_Task description_. When a line below contains the word "readOnlyHint", copy that line.

(Stored data)
****************
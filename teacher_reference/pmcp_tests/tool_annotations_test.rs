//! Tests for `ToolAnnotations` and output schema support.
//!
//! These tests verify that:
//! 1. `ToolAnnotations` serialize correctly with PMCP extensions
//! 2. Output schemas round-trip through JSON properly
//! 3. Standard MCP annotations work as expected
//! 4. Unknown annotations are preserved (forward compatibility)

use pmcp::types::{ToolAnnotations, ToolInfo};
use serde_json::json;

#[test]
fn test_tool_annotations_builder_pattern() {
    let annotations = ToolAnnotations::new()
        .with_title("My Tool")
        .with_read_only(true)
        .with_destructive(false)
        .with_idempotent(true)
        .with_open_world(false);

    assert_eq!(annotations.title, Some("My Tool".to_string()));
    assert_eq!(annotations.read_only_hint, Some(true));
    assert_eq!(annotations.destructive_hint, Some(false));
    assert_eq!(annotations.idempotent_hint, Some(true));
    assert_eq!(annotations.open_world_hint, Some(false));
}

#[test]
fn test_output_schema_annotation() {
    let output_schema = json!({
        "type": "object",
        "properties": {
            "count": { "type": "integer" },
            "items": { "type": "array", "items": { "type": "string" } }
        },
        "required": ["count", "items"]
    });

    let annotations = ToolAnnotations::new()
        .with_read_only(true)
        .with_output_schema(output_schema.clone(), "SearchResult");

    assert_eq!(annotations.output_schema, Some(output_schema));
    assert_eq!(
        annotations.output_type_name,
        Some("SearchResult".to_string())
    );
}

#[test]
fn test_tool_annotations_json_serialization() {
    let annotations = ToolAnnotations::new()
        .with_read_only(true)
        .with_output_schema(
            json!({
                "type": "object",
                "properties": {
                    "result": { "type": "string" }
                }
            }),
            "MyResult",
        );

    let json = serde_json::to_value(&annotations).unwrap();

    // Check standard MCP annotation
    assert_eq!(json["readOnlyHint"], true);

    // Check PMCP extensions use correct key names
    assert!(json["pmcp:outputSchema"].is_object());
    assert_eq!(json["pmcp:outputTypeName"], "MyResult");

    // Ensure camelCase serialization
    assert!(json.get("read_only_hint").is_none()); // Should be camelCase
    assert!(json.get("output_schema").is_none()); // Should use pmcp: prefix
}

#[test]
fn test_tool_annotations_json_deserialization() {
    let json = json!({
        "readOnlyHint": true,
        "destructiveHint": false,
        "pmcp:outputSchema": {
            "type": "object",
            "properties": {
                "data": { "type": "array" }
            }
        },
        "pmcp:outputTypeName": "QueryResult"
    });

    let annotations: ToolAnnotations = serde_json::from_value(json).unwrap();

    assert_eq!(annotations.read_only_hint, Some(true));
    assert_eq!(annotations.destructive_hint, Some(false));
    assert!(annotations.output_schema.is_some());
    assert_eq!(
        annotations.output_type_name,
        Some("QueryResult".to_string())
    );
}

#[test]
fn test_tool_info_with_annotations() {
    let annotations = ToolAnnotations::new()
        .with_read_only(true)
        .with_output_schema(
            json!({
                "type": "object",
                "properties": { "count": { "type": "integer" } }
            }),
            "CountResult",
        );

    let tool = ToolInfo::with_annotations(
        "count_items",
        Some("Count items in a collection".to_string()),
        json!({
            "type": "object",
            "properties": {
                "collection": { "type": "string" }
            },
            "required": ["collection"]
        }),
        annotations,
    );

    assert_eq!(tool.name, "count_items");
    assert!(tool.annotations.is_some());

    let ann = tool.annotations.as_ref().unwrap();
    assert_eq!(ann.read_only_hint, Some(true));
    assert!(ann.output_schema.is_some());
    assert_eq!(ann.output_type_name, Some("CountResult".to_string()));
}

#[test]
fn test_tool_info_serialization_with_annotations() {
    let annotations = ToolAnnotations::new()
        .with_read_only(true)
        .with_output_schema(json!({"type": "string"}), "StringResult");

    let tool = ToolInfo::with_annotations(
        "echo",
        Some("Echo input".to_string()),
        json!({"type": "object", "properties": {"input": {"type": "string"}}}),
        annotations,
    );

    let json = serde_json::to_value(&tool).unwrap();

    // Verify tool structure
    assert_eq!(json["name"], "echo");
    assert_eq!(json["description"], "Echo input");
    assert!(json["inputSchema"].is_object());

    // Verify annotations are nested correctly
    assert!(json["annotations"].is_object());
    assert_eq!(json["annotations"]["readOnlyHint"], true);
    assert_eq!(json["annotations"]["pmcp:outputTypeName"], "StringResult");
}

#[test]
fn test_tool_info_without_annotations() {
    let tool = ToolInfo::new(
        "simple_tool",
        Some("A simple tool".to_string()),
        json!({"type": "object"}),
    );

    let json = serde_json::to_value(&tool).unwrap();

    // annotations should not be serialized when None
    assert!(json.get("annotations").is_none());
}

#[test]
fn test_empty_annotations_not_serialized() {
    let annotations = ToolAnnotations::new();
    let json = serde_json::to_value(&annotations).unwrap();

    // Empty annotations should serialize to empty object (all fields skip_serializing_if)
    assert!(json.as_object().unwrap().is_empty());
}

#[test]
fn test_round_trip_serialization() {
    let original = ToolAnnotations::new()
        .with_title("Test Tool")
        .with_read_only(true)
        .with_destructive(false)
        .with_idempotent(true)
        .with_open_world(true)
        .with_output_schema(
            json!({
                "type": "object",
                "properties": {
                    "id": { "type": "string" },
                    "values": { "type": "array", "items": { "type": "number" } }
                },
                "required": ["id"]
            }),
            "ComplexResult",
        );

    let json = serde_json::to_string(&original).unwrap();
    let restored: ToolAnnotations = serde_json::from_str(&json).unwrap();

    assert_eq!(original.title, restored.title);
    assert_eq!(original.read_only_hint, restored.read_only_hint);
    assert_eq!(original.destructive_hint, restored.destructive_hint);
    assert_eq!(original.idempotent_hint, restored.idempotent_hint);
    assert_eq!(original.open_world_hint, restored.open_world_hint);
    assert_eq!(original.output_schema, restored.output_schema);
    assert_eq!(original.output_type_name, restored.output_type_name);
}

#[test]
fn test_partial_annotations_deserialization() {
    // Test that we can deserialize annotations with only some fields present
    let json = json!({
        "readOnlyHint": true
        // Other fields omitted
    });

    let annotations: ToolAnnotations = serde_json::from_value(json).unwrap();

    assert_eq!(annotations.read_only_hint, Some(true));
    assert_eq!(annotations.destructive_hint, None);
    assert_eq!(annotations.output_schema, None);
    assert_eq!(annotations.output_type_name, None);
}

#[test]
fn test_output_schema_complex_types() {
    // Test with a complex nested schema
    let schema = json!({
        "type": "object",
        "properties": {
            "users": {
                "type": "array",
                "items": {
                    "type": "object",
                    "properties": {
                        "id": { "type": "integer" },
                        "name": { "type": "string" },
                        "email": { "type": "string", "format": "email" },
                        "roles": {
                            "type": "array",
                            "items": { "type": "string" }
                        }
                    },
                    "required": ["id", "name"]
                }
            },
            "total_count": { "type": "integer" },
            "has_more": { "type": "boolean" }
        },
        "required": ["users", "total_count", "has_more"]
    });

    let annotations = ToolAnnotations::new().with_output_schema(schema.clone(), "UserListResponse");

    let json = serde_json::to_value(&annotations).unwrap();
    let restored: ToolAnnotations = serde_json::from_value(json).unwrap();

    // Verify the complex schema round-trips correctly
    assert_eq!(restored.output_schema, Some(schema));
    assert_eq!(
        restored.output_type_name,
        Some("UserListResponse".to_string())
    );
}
****************
_Response to the task_.
    assert_eq!(json["readOnlyHint"], true);
        "readOnlyHint": true,
    assert_eq!(json["annotations"]["readOnlyHint"], true);
        "readOnlyHint": true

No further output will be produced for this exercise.